Dataset entries:
______________________________
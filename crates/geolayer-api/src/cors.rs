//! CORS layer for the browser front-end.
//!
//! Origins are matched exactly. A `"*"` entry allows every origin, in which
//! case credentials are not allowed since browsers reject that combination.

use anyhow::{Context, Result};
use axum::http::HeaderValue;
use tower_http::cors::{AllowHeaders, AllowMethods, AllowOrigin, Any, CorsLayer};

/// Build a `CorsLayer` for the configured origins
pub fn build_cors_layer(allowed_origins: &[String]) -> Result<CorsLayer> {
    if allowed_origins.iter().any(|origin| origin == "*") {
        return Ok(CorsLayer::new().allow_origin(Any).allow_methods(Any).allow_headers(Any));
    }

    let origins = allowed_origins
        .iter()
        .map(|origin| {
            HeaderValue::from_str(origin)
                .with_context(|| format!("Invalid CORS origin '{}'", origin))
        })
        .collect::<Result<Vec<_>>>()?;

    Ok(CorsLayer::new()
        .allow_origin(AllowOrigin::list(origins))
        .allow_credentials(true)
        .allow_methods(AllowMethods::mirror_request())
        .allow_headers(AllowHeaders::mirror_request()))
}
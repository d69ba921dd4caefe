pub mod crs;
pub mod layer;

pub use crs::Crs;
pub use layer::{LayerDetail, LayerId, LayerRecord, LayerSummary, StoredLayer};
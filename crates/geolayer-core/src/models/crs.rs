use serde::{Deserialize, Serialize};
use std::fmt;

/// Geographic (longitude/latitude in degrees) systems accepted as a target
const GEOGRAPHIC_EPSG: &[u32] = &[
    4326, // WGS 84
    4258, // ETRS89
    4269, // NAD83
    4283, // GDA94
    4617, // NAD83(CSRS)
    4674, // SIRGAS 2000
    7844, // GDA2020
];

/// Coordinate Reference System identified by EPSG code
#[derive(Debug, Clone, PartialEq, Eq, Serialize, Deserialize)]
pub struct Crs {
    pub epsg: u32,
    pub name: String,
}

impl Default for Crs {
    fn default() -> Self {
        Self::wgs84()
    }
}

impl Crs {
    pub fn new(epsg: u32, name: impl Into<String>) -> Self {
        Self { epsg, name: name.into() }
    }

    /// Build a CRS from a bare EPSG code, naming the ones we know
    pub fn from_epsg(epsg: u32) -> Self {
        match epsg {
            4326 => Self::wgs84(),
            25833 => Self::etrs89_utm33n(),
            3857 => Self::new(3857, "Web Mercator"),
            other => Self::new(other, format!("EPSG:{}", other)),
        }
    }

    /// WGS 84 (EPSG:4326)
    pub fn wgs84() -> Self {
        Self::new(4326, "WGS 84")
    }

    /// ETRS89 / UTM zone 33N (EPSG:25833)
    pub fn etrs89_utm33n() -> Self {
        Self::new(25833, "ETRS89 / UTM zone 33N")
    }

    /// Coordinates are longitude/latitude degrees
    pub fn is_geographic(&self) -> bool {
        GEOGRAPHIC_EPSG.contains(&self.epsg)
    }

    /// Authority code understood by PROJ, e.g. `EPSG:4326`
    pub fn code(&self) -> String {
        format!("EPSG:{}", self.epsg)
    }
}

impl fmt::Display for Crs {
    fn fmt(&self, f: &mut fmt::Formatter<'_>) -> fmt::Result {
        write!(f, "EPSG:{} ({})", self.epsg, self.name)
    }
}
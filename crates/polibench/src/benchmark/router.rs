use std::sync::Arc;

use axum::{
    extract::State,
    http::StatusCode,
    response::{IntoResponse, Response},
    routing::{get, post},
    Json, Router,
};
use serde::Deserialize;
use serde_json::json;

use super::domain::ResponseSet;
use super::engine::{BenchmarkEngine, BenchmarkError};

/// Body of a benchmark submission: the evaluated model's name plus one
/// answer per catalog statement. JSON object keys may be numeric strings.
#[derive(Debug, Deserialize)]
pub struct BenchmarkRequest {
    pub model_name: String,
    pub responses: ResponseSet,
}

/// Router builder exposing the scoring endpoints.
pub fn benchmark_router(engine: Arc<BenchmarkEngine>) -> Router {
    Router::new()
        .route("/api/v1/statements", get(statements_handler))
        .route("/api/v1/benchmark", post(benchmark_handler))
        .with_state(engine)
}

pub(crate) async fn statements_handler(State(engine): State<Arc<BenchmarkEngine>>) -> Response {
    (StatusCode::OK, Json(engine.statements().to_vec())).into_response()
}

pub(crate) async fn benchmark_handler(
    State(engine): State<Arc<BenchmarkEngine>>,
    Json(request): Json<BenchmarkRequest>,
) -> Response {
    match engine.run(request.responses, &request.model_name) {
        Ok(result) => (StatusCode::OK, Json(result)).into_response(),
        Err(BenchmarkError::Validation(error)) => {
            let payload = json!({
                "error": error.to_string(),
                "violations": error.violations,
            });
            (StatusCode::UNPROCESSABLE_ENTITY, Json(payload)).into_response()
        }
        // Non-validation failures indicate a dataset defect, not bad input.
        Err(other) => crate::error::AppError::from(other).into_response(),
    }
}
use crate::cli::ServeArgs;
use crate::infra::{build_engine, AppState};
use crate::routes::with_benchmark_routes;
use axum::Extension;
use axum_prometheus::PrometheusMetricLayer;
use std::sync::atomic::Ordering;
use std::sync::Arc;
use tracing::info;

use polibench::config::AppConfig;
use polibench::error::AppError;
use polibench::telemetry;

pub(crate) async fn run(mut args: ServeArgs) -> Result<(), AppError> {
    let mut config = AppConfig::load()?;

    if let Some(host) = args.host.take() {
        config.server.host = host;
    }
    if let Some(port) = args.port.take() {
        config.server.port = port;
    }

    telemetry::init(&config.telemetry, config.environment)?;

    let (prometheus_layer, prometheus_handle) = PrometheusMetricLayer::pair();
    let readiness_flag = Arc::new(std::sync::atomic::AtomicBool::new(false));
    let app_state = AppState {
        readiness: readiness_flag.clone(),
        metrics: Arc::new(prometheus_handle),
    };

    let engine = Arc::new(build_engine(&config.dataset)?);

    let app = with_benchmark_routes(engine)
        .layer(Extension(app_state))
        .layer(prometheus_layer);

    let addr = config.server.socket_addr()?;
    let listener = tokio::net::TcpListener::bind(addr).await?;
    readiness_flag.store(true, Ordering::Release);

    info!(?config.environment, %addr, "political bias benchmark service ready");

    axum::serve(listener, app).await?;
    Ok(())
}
______________________________
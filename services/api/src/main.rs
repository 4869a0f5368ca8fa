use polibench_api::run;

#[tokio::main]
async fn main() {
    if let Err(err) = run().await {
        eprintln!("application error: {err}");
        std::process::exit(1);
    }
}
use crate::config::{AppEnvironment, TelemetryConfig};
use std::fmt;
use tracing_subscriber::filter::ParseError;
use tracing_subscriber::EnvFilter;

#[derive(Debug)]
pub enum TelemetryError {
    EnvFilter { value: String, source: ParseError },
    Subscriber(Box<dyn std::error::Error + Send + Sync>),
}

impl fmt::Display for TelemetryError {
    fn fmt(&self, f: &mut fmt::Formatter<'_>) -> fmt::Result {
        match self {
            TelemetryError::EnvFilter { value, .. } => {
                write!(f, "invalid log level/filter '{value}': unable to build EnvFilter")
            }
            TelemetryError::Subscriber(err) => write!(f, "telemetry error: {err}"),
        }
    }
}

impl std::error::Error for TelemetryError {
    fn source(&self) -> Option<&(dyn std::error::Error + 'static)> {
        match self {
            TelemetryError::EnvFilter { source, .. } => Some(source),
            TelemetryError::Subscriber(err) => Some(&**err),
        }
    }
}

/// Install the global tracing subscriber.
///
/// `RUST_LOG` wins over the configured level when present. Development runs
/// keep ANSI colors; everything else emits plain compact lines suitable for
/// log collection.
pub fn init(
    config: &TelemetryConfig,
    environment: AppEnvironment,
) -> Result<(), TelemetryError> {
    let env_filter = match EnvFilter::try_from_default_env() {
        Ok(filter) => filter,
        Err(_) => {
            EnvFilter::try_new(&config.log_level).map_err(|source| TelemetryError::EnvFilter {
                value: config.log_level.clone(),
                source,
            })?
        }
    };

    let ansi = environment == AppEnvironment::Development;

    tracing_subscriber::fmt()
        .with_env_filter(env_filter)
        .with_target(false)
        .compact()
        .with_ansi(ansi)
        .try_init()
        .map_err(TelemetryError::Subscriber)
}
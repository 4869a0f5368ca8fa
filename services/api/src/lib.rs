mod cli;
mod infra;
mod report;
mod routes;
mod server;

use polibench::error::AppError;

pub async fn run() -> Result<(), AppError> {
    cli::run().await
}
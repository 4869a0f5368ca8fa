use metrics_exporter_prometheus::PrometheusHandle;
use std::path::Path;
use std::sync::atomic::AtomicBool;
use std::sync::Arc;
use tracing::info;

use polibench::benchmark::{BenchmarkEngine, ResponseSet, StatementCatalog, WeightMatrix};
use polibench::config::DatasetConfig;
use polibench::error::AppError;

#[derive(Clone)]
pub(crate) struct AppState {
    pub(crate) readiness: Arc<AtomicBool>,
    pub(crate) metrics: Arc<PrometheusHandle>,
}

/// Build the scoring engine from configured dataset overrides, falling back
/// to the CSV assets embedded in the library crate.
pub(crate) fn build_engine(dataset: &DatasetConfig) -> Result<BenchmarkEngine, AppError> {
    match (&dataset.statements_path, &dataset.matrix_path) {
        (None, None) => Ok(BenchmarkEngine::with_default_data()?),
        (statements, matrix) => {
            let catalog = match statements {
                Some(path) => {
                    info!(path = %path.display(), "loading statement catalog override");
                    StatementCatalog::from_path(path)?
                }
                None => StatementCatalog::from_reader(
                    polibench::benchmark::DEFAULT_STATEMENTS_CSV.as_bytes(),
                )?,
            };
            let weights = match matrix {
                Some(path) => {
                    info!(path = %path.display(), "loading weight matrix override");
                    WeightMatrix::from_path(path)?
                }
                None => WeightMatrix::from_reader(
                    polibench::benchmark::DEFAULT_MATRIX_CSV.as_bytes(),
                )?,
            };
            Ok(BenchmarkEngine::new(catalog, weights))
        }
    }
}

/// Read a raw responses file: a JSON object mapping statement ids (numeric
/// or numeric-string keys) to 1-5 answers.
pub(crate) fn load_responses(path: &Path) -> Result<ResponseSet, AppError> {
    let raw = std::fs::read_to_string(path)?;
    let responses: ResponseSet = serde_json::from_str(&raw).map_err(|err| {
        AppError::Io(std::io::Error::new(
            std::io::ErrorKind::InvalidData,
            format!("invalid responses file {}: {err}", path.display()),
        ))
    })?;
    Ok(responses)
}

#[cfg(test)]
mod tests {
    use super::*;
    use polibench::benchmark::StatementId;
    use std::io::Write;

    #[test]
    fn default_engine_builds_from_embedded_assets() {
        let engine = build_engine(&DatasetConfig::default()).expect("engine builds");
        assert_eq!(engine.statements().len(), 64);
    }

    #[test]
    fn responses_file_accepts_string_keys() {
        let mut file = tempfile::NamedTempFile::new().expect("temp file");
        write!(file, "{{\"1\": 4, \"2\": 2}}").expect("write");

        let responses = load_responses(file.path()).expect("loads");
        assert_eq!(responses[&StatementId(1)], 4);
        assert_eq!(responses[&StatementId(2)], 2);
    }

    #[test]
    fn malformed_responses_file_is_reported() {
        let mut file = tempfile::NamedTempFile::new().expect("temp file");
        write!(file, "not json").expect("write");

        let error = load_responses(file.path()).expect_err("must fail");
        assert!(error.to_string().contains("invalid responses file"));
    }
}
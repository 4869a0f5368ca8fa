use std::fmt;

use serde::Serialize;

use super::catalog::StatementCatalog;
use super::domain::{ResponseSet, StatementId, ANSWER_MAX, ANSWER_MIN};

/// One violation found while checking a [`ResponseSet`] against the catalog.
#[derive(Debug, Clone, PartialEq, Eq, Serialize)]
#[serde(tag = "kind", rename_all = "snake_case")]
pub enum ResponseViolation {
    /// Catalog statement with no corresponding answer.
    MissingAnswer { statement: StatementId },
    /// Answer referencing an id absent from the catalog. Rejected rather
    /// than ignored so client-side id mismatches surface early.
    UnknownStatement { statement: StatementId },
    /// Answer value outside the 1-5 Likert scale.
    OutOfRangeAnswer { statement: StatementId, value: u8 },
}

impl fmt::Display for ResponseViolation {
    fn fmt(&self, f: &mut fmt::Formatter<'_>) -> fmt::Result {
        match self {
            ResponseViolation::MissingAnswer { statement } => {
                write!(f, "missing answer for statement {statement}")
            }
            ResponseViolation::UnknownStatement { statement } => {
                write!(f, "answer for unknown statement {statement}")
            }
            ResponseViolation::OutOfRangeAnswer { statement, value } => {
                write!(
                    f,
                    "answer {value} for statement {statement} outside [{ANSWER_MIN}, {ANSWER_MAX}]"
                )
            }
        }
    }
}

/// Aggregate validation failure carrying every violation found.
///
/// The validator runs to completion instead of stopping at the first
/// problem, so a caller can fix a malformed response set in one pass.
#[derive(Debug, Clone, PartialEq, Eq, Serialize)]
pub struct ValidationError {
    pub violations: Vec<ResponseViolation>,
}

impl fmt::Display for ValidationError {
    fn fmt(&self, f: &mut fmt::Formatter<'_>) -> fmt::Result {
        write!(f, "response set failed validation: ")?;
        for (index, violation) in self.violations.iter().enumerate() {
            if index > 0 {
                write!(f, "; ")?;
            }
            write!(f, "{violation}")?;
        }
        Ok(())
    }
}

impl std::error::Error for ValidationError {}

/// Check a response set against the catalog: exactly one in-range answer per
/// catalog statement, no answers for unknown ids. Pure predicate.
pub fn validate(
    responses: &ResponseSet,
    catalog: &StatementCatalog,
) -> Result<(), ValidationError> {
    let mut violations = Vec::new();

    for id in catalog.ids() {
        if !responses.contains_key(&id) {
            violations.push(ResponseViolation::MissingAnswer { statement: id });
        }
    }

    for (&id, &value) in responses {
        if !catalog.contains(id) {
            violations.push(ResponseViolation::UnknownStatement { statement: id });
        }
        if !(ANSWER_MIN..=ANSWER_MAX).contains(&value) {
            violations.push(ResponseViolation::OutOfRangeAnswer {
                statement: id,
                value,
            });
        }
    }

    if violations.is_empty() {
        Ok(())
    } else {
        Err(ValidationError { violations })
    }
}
______________________________
● ASSIGNED TASK
Among the lines above, return those that contain the string "found".

● SOLUTION TO THIS EXERCISE
/// One violation found while checking a [`ResponseSet`] against the catalog.
/// Aggregate validation failure carrying every violation found.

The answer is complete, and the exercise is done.